*Required work*.
Report the count of lines below that include "WorkdaysResponse", without any other text.

[Stored data]
++++

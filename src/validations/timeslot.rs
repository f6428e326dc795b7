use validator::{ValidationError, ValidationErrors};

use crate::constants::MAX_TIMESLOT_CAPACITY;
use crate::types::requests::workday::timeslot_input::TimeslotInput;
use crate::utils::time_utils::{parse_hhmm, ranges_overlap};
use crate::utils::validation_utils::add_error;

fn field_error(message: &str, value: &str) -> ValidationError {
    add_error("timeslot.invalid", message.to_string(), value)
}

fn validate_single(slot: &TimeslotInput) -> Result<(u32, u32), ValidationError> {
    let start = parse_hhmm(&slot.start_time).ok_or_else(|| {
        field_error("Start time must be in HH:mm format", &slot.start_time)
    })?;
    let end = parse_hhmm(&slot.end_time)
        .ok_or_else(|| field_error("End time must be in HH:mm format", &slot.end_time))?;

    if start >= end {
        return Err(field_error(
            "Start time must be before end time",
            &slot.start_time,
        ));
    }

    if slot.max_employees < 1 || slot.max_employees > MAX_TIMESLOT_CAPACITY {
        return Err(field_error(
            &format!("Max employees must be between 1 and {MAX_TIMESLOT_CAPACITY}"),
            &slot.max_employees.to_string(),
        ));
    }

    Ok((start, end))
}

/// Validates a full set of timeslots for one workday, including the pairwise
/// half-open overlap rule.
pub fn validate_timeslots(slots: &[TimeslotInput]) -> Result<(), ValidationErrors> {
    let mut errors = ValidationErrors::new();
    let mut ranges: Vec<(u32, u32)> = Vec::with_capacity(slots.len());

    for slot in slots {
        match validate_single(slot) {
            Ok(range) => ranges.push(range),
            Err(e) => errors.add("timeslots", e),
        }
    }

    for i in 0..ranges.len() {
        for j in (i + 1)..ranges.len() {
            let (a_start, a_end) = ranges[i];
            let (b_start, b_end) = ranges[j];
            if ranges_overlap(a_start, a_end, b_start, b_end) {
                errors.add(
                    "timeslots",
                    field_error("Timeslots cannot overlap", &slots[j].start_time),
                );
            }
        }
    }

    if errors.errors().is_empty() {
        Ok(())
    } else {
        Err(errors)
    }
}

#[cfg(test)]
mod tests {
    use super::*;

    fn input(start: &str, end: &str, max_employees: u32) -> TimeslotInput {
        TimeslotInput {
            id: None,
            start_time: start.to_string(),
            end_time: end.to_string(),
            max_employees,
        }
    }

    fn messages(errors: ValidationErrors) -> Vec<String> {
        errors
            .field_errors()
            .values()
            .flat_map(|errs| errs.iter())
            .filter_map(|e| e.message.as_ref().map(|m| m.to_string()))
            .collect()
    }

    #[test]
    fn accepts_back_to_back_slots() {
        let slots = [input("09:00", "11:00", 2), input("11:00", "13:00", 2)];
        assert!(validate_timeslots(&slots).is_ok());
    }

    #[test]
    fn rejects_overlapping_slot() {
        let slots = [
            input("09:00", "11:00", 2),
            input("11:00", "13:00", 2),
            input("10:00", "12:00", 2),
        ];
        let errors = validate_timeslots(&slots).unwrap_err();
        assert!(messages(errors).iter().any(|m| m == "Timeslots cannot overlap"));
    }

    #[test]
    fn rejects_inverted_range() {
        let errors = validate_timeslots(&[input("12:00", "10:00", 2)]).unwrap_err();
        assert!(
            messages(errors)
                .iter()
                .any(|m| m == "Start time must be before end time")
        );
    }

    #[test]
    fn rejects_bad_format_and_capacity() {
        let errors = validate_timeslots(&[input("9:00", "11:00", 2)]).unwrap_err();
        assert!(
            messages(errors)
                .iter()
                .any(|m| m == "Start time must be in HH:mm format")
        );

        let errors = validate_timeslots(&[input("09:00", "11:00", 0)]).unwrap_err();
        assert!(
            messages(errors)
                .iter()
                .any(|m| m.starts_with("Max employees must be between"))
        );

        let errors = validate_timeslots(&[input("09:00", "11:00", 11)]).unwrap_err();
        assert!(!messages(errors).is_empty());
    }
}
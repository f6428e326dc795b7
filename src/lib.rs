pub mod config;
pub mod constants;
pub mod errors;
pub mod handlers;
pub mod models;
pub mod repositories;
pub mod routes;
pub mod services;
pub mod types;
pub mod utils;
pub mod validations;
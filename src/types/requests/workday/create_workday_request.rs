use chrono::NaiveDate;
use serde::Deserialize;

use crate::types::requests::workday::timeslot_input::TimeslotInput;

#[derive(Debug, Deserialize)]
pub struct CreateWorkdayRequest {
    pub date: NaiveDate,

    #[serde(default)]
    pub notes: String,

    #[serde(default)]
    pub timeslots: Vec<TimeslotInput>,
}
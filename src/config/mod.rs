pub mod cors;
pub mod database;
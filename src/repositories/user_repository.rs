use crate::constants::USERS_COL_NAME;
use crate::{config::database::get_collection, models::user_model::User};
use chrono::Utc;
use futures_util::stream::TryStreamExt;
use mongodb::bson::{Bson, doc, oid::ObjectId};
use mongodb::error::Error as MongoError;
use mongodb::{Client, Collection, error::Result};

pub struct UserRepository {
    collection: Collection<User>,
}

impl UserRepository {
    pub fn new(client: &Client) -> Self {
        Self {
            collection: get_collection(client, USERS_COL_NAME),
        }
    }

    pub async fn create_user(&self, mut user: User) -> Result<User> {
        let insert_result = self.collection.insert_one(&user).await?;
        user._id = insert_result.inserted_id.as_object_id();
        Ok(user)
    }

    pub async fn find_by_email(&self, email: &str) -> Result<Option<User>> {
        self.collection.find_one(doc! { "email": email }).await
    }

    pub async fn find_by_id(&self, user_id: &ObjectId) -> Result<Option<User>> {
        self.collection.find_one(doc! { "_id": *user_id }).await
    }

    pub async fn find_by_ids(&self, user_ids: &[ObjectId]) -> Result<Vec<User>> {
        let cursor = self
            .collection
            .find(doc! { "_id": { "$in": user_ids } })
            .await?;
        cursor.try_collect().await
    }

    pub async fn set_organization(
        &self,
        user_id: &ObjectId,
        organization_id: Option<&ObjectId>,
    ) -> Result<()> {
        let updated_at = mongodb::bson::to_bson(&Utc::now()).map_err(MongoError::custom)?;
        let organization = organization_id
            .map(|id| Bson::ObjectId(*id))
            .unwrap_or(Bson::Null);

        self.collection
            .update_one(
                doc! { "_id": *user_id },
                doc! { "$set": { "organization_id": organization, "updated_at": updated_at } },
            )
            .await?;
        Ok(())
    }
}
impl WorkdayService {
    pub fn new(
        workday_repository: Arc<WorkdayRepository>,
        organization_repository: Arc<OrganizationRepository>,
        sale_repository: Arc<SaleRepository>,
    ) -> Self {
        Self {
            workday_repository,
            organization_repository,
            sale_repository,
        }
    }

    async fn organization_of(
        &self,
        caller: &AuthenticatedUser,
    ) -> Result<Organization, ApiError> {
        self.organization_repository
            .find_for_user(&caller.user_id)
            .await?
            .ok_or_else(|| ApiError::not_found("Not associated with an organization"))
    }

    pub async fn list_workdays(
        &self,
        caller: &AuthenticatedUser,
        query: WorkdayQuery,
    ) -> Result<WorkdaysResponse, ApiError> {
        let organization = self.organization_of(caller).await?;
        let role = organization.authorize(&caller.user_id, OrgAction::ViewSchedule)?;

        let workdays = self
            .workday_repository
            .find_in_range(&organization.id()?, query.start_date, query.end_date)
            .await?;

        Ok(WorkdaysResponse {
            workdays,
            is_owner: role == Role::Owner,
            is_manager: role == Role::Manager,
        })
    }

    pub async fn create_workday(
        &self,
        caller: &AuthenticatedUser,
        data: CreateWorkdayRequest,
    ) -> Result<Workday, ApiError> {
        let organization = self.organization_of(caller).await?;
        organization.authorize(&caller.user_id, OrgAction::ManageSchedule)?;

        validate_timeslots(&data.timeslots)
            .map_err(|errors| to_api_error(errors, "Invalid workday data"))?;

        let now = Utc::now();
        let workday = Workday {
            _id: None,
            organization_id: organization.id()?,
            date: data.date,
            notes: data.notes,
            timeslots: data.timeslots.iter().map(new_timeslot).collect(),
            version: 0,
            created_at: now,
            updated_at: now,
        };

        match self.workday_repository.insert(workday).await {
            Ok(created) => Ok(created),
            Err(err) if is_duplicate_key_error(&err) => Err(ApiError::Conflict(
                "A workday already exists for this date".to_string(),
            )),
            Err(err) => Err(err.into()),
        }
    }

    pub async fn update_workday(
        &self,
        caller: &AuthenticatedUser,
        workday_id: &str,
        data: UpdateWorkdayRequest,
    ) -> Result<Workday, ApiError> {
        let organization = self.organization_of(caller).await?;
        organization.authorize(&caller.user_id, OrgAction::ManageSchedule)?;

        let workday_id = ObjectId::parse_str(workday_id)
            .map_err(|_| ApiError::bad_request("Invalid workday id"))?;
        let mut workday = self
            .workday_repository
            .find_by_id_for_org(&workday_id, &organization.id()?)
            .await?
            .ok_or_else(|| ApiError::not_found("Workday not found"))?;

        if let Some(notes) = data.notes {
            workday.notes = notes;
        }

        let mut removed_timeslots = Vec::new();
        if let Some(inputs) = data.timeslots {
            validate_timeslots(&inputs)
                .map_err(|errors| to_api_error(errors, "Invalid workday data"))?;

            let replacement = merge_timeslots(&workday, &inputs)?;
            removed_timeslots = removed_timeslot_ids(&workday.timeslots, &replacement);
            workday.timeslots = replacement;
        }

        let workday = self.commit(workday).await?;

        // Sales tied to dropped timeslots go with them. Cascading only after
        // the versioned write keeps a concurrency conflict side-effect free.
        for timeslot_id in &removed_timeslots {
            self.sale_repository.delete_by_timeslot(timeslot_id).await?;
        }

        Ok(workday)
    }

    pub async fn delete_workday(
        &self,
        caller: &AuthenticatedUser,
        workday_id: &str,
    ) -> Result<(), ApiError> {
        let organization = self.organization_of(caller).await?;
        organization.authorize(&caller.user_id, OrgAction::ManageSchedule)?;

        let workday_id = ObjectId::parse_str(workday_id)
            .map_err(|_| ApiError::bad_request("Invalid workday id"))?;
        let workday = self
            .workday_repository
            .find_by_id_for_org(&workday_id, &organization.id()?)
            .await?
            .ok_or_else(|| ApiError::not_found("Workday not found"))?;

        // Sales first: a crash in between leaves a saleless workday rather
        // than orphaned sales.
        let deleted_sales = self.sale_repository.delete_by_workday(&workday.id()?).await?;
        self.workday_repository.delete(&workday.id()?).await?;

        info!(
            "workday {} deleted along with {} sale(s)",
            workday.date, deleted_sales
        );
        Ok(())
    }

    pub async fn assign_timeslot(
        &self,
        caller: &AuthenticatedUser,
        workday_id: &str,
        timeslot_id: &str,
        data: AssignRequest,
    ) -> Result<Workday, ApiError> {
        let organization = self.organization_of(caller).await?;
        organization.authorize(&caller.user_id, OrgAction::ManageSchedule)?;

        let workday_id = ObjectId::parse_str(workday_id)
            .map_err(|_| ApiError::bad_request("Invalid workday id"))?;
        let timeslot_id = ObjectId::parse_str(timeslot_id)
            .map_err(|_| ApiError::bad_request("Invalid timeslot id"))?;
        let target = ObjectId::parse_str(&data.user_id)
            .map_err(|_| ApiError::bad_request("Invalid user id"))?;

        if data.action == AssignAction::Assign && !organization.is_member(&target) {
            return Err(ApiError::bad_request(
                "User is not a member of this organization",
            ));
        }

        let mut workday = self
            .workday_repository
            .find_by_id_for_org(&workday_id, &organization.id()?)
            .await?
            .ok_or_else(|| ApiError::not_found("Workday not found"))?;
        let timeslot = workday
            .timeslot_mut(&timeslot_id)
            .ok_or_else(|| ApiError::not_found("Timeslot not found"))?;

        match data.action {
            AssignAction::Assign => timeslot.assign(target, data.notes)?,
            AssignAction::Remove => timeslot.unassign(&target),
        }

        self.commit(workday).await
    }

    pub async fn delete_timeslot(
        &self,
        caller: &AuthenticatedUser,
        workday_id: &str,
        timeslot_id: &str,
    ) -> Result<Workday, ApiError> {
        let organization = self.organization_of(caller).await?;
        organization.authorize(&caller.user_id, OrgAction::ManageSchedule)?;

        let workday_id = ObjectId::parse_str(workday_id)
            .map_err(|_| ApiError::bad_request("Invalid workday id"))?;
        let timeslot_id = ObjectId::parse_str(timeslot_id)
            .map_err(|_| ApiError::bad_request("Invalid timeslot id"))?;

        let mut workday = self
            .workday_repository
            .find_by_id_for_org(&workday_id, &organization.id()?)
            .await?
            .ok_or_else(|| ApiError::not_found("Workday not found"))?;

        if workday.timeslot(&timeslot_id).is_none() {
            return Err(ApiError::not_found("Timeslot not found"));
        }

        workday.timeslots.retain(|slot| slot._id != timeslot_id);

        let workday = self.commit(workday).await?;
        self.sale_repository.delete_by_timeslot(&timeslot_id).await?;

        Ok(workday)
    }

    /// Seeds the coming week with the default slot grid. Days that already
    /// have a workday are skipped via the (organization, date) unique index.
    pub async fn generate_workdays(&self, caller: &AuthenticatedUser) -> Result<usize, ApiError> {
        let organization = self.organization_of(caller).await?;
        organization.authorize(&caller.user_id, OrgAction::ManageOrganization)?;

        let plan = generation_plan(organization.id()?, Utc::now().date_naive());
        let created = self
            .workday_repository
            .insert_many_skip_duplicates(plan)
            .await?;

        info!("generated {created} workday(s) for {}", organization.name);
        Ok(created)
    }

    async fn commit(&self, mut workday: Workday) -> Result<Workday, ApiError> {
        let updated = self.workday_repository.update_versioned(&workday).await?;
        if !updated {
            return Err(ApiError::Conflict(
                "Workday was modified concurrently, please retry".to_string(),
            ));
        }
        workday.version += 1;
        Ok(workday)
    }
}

++++

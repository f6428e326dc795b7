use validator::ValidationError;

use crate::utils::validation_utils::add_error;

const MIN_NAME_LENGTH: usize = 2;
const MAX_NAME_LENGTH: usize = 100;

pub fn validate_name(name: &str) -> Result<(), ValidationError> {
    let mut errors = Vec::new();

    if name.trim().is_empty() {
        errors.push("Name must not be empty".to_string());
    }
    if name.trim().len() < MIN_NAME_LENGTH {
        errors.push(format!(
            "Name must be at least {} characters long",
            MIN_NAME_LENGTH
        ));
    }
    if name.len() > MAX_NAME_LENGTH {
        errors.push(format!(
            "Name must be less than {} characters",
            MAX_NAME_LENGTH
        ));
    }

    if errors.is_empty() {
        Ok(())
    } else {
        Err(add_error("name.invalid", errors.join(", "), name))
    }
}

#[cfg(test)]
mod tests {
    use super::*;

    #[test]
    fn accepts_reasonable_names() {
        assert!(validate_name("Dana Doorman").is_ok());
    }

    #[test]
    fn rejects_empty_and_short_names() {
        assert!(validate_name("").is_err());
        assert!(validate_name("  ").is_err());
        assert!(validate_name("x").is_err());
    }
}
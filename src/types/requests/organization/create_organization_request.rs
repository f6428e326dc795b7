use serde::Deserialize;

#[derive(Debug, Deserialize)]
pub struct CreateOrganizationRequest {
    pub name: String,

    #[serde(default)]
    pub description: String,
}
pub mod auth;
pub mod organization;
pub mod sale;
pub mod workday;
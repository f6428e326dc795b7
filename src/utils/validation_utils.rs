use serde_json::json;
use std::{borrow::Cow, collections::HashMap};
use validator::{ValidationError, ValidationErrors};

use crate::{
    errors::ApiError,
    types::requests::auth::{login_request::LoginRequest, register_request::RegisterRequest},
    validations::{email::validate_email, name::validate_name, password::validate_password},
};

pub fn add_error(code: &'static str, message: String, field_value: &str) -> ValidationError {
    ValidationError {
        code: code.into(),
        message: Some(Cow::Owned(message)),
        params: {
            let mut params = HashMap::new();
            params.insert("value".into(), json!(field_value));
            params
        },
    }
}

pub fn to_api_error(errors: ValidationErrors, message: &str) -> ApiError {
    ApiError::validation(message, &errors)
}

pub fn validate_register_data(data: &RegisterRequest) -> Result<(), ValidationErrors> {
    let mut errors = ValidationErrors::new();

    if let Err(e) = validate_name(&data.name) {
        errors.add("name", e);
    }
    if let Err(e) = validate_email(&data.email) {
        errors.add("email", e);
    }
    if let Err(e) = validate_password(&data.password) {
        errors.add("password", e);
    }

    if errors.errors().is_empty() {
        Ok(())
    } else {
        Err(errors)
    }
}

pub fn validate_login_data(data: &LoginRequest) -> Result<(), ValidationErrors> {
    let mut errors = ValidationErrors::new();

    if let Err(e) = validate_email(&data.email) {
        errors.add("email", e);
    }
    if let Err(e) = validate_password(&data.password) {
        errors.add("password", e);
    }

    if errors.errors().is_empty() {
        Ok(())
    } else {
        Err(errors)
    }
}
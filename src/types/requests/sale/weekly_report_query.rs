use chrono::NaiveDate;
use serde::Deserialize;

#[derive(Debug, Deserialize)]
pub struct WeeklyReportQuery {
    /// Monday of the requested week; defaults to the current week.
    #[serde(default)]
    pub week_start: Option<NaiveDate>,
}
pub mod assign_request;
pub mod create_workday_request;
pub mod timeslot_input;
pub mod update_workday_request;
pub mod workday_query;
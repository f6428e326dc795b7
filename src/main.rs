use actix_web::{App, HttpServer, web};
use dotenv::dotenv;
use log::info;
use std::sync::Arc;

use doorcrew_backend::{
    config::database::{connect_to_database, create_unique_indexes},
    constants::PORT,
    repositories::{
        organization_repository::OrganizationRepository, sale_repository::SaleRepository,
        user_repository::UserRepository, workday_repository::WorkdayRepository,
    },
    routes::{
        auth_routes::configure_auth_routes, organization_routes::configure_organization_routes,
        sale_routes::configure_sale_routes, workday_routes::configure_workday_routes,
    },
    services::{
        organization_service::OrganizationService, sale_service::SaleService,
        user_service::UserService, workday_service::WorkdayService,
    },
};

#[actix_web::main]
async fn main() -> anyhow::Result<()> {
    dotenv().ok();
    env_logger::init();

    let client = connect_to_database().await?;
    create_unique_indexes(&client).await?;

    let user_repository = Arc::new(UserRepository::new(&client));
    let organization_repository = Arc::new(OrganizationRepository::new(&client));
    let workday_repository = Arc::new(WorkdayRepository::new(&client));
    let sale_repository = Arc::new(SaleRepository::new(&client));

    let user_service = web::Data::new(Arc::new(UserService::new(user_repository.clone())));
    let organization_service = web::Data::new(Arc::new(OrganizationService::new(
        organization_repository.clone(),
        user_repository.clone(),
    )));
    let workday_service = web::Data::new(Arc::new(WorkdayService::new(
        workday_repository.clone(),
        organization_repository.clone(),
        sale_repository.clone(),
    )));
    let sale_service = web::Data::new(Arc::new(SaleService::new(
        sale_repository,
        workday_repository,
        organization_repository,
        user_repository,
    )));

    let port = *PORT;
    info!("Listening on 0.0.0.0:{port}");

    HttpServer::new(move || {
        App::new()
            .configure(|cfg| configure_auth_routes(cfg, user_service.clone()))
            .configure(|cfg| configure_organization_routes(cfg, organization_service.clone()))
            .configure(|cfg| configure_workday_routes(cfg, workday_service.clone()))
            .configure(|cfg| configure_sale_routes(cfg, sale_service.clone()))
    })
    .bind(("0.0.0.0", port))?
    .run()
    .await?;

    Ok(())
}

++++

*Expected answer*.
2